### Data for the task
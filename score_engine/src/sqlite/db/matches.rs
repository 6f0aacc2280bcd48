use chrono::{DateTime, Utc};
use log::trace;
use sqlx::{QueryBuilder, Sqlite, SqliteConnection};

use crate::{
    db_types::{Match, MatchFilter, MatchStatus, NewMatch},
    traits::MatchStoreError,
};

const SELECT_MATCHES: &str = r#"
    SELECT id, team_a, team_b, score_a, score_b, status, scheduled_at, created_at, updated_at FROM matches
    "#;

/// Inserts a new match and returns the full record, including the id assigned by SQLite.
///
/// This is not atomic with anything else the caller does. Pass `&mut *tx` if it needs to be.
pub async fn insert_match(new_match: NewMatch, conn: &mut SqliteConnection) -> Result<Match, MatchStoreError> {
    let result = sqlx::query(
        r#"
            INSERT INTO matches (team_a, team_b, score_a, score_b, status, scheduled_at, created_at)
            VALUES ($1, $2, 0, 0, $3, $4, $5);
        "#,
    )
    .bind(&new_match.team_a)
    .bind(&new_match.team_b)
    .bind(MatchStatus::InProgress.as_str())
    .bind(new_match.scheduled_at)
    .bind(new_match.created_at)
    .execute(conn)
    .await?;
    let id = result.last_insert_rowid();
    trace!("🗃️ Inserted match #{id}");
    Ok(new_match.into_match(id))
}

/// Writes the scores, status and `updated_at` of `record` over the stored row.
///
/// Only rows that are still `IN_PROGRESS` are written, so a closed match can never be reopened or rescored by a
/// late writer. Returns [`MatchStoreError::MatchClosed`] in that case, or [`MatchStoreError::MatchNotFound`] if the
/// row is gone.
pub async fn update_match(record: &Match, conn: &mut SqliteConnection) -> Result<Match, MatchStoreError> {
    let result = sqlx::query(
        r#"
            UPDATE matches SET score_a = $1, score_b = $2, status = $3, updated_at = $4
            WHERE id = $5 AND status = $6;
        "#,
    )
    .bind(record.score_a)
    .bind(record.score_b)
    .bind(record.status.as_str())
    .bind(record.updated_at)
    .bind(record.id)
    .bind(MatchStatus::InProgress.as_str())
    .execute(&mut *conn)
    .await?;
    if result.rows_affected() == 0 {
        return if match_exists(record.id, conn).await? {
            trace!("🗃️ Match #{} is closed. Update skipped", record.id);
            Err(MatchStoreError::MatchClosed(record.id))
        } else {
            Err(MatchStoreError::MatchNotFound(record.id))
        };
    }
    fetch_match_by_id(record.id, conn).await?.ok_or(MatchStoreError::MatchNotFound(record.id))
}

pub async fn fetch_match_by_id(id: i64, conn: &mut SqliteConnection) -> Result<Option<Match>, MatchStoreError> {
    let mut builder = QueryBuilder::<Sqlite>::new(SELECT_MATCHES);
    builder.push("WHERE id = ").push_bind(id);
    let record = builder.build_query_as::<Match>().fetch_optional(conn).await?;
    Ok(record)
}

/// Fetches the matches selected by `filter`, most recently scheduled first.
pub async fn fetch_matches(filter: MatchFilter, conn: &mut SqliteConnection) -> Result<Vec<Match>, MatchStoreError> {
    let mut builder = QueryBuilder::<Sqlite>::new(SELECT_MATCHES);
    match filter {
        MatchFilter::All => {},
        MatchFilter::Status(status) => {
            builder.push("WHERE status = ").push_bind(status.as_str());
        },
        MatchFilter::ScheduledBetween { from, to } => {
            push_range(&mut builder, from, to);
        },
    }
    builder.push(" ORDER BY scheduled_at DESC, id DESC");
    trace!("🗃️ Executing query: {}", builder.sql());
    let matches = builder.build_query_as::<Match>().fetch_all(conn).await?;
    trace!("🗃️ Result of fetch_matches({filter}): {} matches", matches.len());
    Ok(matches)
}

fn push_range(builder: &mut QueryBuilder<'_, Sqlite>, from: DateTime<Utc>, to: DateTime<Utc>) {
    builder.push("WHERE scheduled_at >= ").push_bind(from);
    builder.push(" AND scheduled_at <= ").push_bind(to);
}

pub async fn match_exists(id: i64, conn: &mut SqliteConnection) -> Result<bool, MatchStoreError> {
    let exists: bool = sqlx::query_scalar("SELECT EXISTS(SELECT 1 FROM matches WHERE id = $1)")
        .bind(id)
        .fetch_one(conn)
        .await?;
    Ok(exists)
}

pub async fn delete_match(id: i64, conn: &mut SqliteConnection) -> Result<(), MatchStoreError> {
    let result = sqlx::query("DELETE FROM matches WHERE id = $1").bind(id).execute(conn).await?;
    trace!("🗃️ Deleted {} row(s) for match #{id}", result.rows_affected());
    Ok(())
}

/// Counts matches, optionally restricted to a single status.
pub async fn count_matches(
    status: Option<MatchStatus>,
    conn: &mut SqliteConnection,
) -> Result<i64, MatchStoreError> {
    let mut builder = QueryBuilder::<Sqlite>::new("SELECT COUNT(*) FROM matches");
    if let Some(status) = status {
        builder.push(" WHERE status = ").push_bind(status.as_str());
    }
    let count: i64 = builder.build_query_scalar().fetch_one(conn).await?;
    Ok(count)
}
use actix_web::{http::StatusCode, test::TestRequest, web};
use score_engine::{
    db_types::{MatchStatus, StatsSummary},
    events::EventProducers,
    MatchLifecycleApi,
    MatchStoreError,
    MemoryCache,
};
use serde_json::json;

use super::{
    helpers::{memory_api, send, send_with_policy, TestApi},
    mocks::{MockCache, MockStore},
};
use crate::{config::DEFAULT_CONTENT_SECURITY_POLICY, data_objects::MatchResponse};

async fn create(api: &TestApi, team_a: &str, team_b: &str, scheduled_at: &str) -> MatchResponse {
    let body = json!({ "team_a": team_a, "team_b": team_b, "scheduled_at": scheduled_at });
    let res = send(api, TestRequest::post().uri("/matches").set_json(body)).await;
    assert_eq!(res.status, StatusCode::CREATED, "{}", res.body);
    res.json()
}

fn ids(matches: &[MatchResponse]) -> Vec<i64> {
    matches.iter().map(|m| m.record.id).collect()
}

#[actix_web::test]
async fn create_match() {
    let api = memory_api();
    let m = create(&api, "Alpha", "Beta", "2024-06-14T19:00:00").await;
    assert_eq!(m.record.id, 1);
    assert_eq!(m.record.status, MatchStatus::InProgress);
    assert_eq!((m.record.score_a, m.record.score_b), (0, 0));
    assert_eq!(m.record.scheduled_at.to_rfc3339(), "2024-06-14T19:00:00+00:00");
    assert_eq!(m.result, "Draw: 0 x 0");
}

#[actix_web::test]
async fn create_match_with_offset_timestamp() {
    let api = memory_api();
    let m = create(&api, "Alpha", "Beta", "2024-06-14T21:00:00+02:00").await;
    assert_eq!(m.record.scheduled_at.to_rfc3339(), "2024-06-14T19:00:00+00:00");
}

#[actix_web::test]
async fn create_match_rejects_bad_input() {
    let api = memory_api();
    let cases = [
        json!({ "team_a": "", "team_b": "Beta", "scheduled_at": "2024-06-14T19:00:00" }),
        json!({ "team_b": "Beta", "scheduled_at": "2024-06-14T19:00:00" }),
        json!({ "team_a": "Alpha", "team_b": "Beta" }),
        json!({ "team_a": "Alpha", "team_b": "Beta", "scheduled_at": "next tuesday" }),
        json!({ "team_a": 7, "team_b": "Beta", "scheduled_at": "2024-06-14T19:00:00" }),
    ];
    for body in cases {
        let res = send(&api, TestRequest::post().uri("/matches").set_json(&body)).await;
        assert_eq!(res.status, StatusCode::BAD_REQUEST, "{body}");
        assert!(!res.error_message().is_empty());
    }
    let stats = send(&api, TestRequest::get().uri("/matches/stats")).await.json::<StatsSummary>();
    assert_eq!(stats.total, 0);
}

#[actix_web::test]
async fn fetch_match() {
    let api = memory_api();
    let created = create(&api, "Alpha", "Beta", "2024-06-14T19:00:00").await;
    let res = send(&api, TestRequest::get().uri("/matches/1")).await;
    assert_eq!(res.status, StatusCode::OK);
    assert_eq!(res.json::<MatchResponse>(), created);

    let res = send(&api, TestRequest::get().uri("/matches/999")).await;
    assert_eq!(res.status, StatusCode::NOT_FOUND);
    assert_eq!(res.error_message(), "The data was not found. Match #999 was not found");

    let res = send(&api, TestRequest::get().uri("/matches/abc")).await;
    assert_eq!(res.status, StatusCode::BAD_REQUEST);
}

#[actix_web::test]
async fn score_and_close_scenario() {
    let api = memory_api();
    create(&api, "Alpha", "Beta", "2024-06-14T19:00:00").await;

    let res = send(&api, TestRequest::put().uri("/matches/1/score").set_json(json!({"score_a": 3, "score_b": 1}))).await;
    assert_eq!(res.status, StatusCode::OK);
    let m = res.json::<MatchResponse>();
    assert_eq!((m.record.score_a, m.record.score_b), (3, 1));
    assert_eq!(m.result, "Alpha won 3 x 1");
    assert!(m.record.updated_at.is_some());

    let res = send(&api, TestRequest::put().uri("/matches/1/status?status=closed")).await;
    assert_eq!(res.status, StatusCode::OK);
    assert_eq!(res.json::<MatchResponse>().record.status, MatchStatus::Closed);

    let res = send(&api, TestRequest::put().uri("/matches/1/score").set_json(json!({"score_a": 4, "score_b": 1}))).await;
    assert_eq!(res.status, StatusCode::BAD_REQUEST);
    let res = send(&api, TestRequest::put().uri("/matches/1/status?status=CLOSED")).await;
    assert_eq!(res.status, StatusCode::BAD_REQUEST);

    let m = send(&api, TestRequest::get().uri("/matches/1")).await.json::<MatchResponse>();
    assert_eq!((m.record.score_a, m.record.score_b, m.record.status), (3, 1, MatchStatus::Closed));
}

#[actix_web::test]
async fn score_update_errors() {
    let api = memory_api();
    create(&api, "Alpha", "Beta", "2024-06-14T19:00:00").await;
    let res = send(&api, TestRequest::put().uri("/matches/1/score").set_json(json!({"score_a": -1, "score_b": 0}))).await;
    assert_eq!(res.status, StatusCode::BAD_REQUEST);
    let res = send(&api, TestRequest::put().uri("/matches/1/score").set_json(json!({"score_a": 1}))).await;
    assert_eq!(res.status, StatusCode::BAD_REQUEST);
    let res = send(&api, TestRequest::put().uri("/matches/9/score").set_json(json!({"score_a": 1, "score_b": 0}))).await;
    assert_eq!(res.status, StatusCode::NOT_FOUND);
    let m = send(&api, TestRequest::get().uri("/matches/1")).await.json::<MatchResponse>();
    assert_eq!((m.record.score_a, m.record.score_b), (0, 0));
}

#[actix_web::test]
async fn status_changes_other_than_closing_are_rejected() {
    let api = memory_api();
    create(&api, "Alpha", "Beta", "2024-06-14T19:00:00").await;
    for uri in ["/matches/1/status?status=IN_PROGRESS", "/matches/1/status?status=PAUSED", "/matches/1/status"] {
        let res = send(&api, TestRequest::put().uri(uri)).await;
        assert_eq!(res.status, StatusCode::BAD_REQUEST, "{uri}");
    }
    let res = send(&api, TestRequest::put().uri("/matches/5/status?status=CLOSED")).await;
    assert_eq!(res.status, StatusCode::NOT_FOUND);
}

#[actix_web::test]
async fn list_and_filter() {
    let api = memory_api();
    create(&api, "Alpha", "Beta", "2024-06-14T19:00:00").await;
    create(&api, "Gamma", "Delta", "2024-06-16T15:00:00").await;
    create(&api, "Epsilon", "Zeta", "2024-06-15T21:00:00").await;
    send(&api, TestRequest::put().uri("/matches/2/status?status=CLOSED")).await;

    let all = send(&api, TestRequest::get().uri("/matches")).await.json::<Vec<MatchResponse>>();
    assert_eq!(ids(&all), vec![2, 3, 1]);

    let open = send(&api, TestRequest::get().uri("/matches?status=in_progress")).await.json::<Vec<MatchResponse>>();
    assert_eq!(ids(&open), vec![3, 1]);
    let open = send(&api, TestRequest::get().uri("/matches/in_progress")).await.json::<Vec<MatchResponse>>();
    assert_eq!(ids(&open), vec![3, 1]);
    let closed = send(&api, TestRequest::get().uri("/matches/closed")).await.json::<Vec<MatchResponse>>();
    assert_eq!(ids(&closed), vec![2]);

    let uri = "/matches?from=2024-06-14T19:00:00&to=2024-06-15T21:00:00";
    let range = send(&api, TestRequest::get().uri(uri)).await.json::<Vec<MatchResponse>>();
    assert_eq!(ids(&range), vec![3, 1]);

    // Status wins over a range
    let uri = "/matches?status=CLOSED&from=2024-06-14T19:00:00&to=2024-06-15T21:00:00";
    let closed = send(&api, TestRequest::get().uri(uri)).await.json::<Vec<MatchResponse>>();
    assert_eq!(ids(&closed), vec![2]);

    for uri in ["/matches?status=PAUSED", "/matches?from=2024-06-14T19:00:00", "/matches?from=today&to=tomorrow"] {
        let res = send(&api, TestRequest::get().uri(uri)).await;
        assert_eq!(res.status, StatusCode::BAD_REQUEST, "{uri}");
    }
}

#[actix_web::test]
async fn stats() {
    let api = memory_api();
    create(&api, "Alpha", "Beta", "2024-06-14T19:00:00").await;
    create(&api, "Gamma", "Delta", "2024-06-14T21:00:00").await;
    send(&api, TestRequest::put().uri("/matches/1/status?status=CLOSED")).await;
    let res = send(&api, TestRequest::get().uri("/matches/stats")).await;
    assert_eq!(res.status, StatusCode::OK);
    assert_eq!(res.json::<serde_json::Value>(), json!({"total": 2, "in_progress": 1, "closed": 1}));
}

#[actix_web::test]
async fn delete_match() {
    let api = memory_api();
    create(&api, "Alpha", "Beta", "2024-06-14T19:00:00").await;
    let res = send(&api, TestRequest::get().uri("/matches/1")).await;
    assert_eq!(res.status, StatusCode::OK);
    let res = send(&api, TestRequest::delete().uri("/matches/1")).await;
    assert_eq!(res.status, StatusCode::NO_CONTENT);
    assert!(res.body.is_empty());
    let res = send(&api, TestRequest::get().uri("/matches/1")).await;
    assert_eq!(res.status, StatusCode::NOT_FOUND);
    let res = send(&api, TestRequest::delete().uri("/matches/1")).await;
    assert_eq!(res.status, StatusCode::NOT_FOUND);
}

#[actix_web::test]
async fn security_policy_header() {
    let api = memory_api();
    let res = send(&api, TestRequest::get().uri("/matches/404")).await;
    assert_eq!(res.csp.as_deref(), Some(DEFAULT_CONTENT_SECURITY_POLICY));
    let res = send_with_policy(&api, TestRequest::get().uri("/matches"), None).await;
    assert_eq!(res.status, StatusCode::OK);
    assert!(res.csp.is_none());
}

#[actix_web::test]
async fn store_failures_are_server_errors() {
    let _ = env_logger::try_init();
    let mut store = MockStore::new();
    store.expect_find_by_id().returning(|_| Err(MatchStoreError::DatabaseError("database is locked".into())));
    store.expect_list_all().returning(|| Err(MatchStoreError::DatabaseError("database is locked".into())));
    let mut cache = MockCache::new();
    cache.expect_get().returning(|_| Ok(None));
    let api = web::Data::new(MatchLifecycleApi::new(store, cache, EventProducers::default()));

    let res = send(&api, TestRequest::get().uri("/matches/1")).await;
    assert_eq!(res.status, StatusCode::INTERNAL_SERVER_ERROR);
    assert!(!res.error_message().contains("database is locked"));
    assert!(res.error_message().contains("could not complete the request"));
    let res = send(&api, TestRequest::get().uri("/matches")).await;
    assert_eq!(res.status, StatusCode::INTERNAL_SERVER_ERROR);
    assert!(!res.error_message().contains("database"));
}

#[actix_web::test]
async fn cache_failures_are_invisible_to_clients() {
    let api = web::Data::new(MatchLifecycleApi::new(
        score_engine::InMemoryDatabase::new(),
        {
            let mut cache = MockCache::new();
            cache.expect_put().returning(|_| Err(score_engine::CacheError::Unavailable("offline".into())));
            cache.expect_get().returning(|_| Err(score_engine::CacheError::Unavailable("offline".into())));
            cache
        },
        EventProducers::default(),
    ));
    let body = json!({ "team_a": "Alpha", "team_b": "Beta", "scheduled_at": "2024-06-14T19:00:00" });
    let res = send(&api, TestRequest::post().uri("/matches").set_json(body)).await;
    assert_eq!(res.status, StatusCode::CREATED);
    let res = send(&api, TestRequest::get().uri("/matches/1")).await;
    assert_eq!(res.status, StatusCode::OK);
}

#[actix_web::test]
async fn cached_matches_are_served_after_create() {
    let api = web::Data::new(MatchLifecycleApi::new(
        score_engine::InMemoryDatabase::new(),
        MemoryCache::default(),
        EventProducers::default(),
    ));
    let body = json!({ "team_a": "Alpha", "team_b": "Beta", "scheduled_at": "2024-06-14T19:00:00" });
    send(&api, TestRequest::post().uri("/matches").set_json(body)).await;
    let cached = score_engine::ResultCache::get(api.cache(), 1).await.unwrap();
    assert!(cached.is_some());
}
use thiserror::Error;

use crate::{db_types::MatchStatus, traits::MatchStoreError};

#[derive(Debug, Clone, Error)]
pub enum MatchLifecycleError {
    #[error("Invalid request. {0}")]
    Validation(String),
    #[error("Match #{0} was not found")]
    NotFound(i64),
    #[error("Match #{id} is {status}. {reason}")]
    InvalidState { id: i64, status: MatchStatus, reason: String },
    #[error("The match store is unavailable. {0}")]
    CollaboratorUnavailable(String),
}

impl From<MatchStoreError> for MatchLifecycleError {
    fn from(e: MatchStoreError) -> Self {
        match e {
            MatchStoreError::MatchNotFound(id) => Self::NotFound(id),
            MatchStoreError::MatchClosed(id) => Self::InvalidState {
                id,
                status: MatchStatus::Closed,
                reason: "The match was closed by another request".to_string(),
            },
            e => Self::CollaboratorUnavailable(e.to_string()),
        }
    }
}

### Task details
Among the lines of the data, which ones contain the word "offline"? Show them.

### Expected answer
            cache.expect_put().returning(|_| Err(score_engine::CacheError::Unavailable("offline".into())));
            cache.expect_get().returning(|_| Err(score_engine::CacheError::Unavailable("offline".into())));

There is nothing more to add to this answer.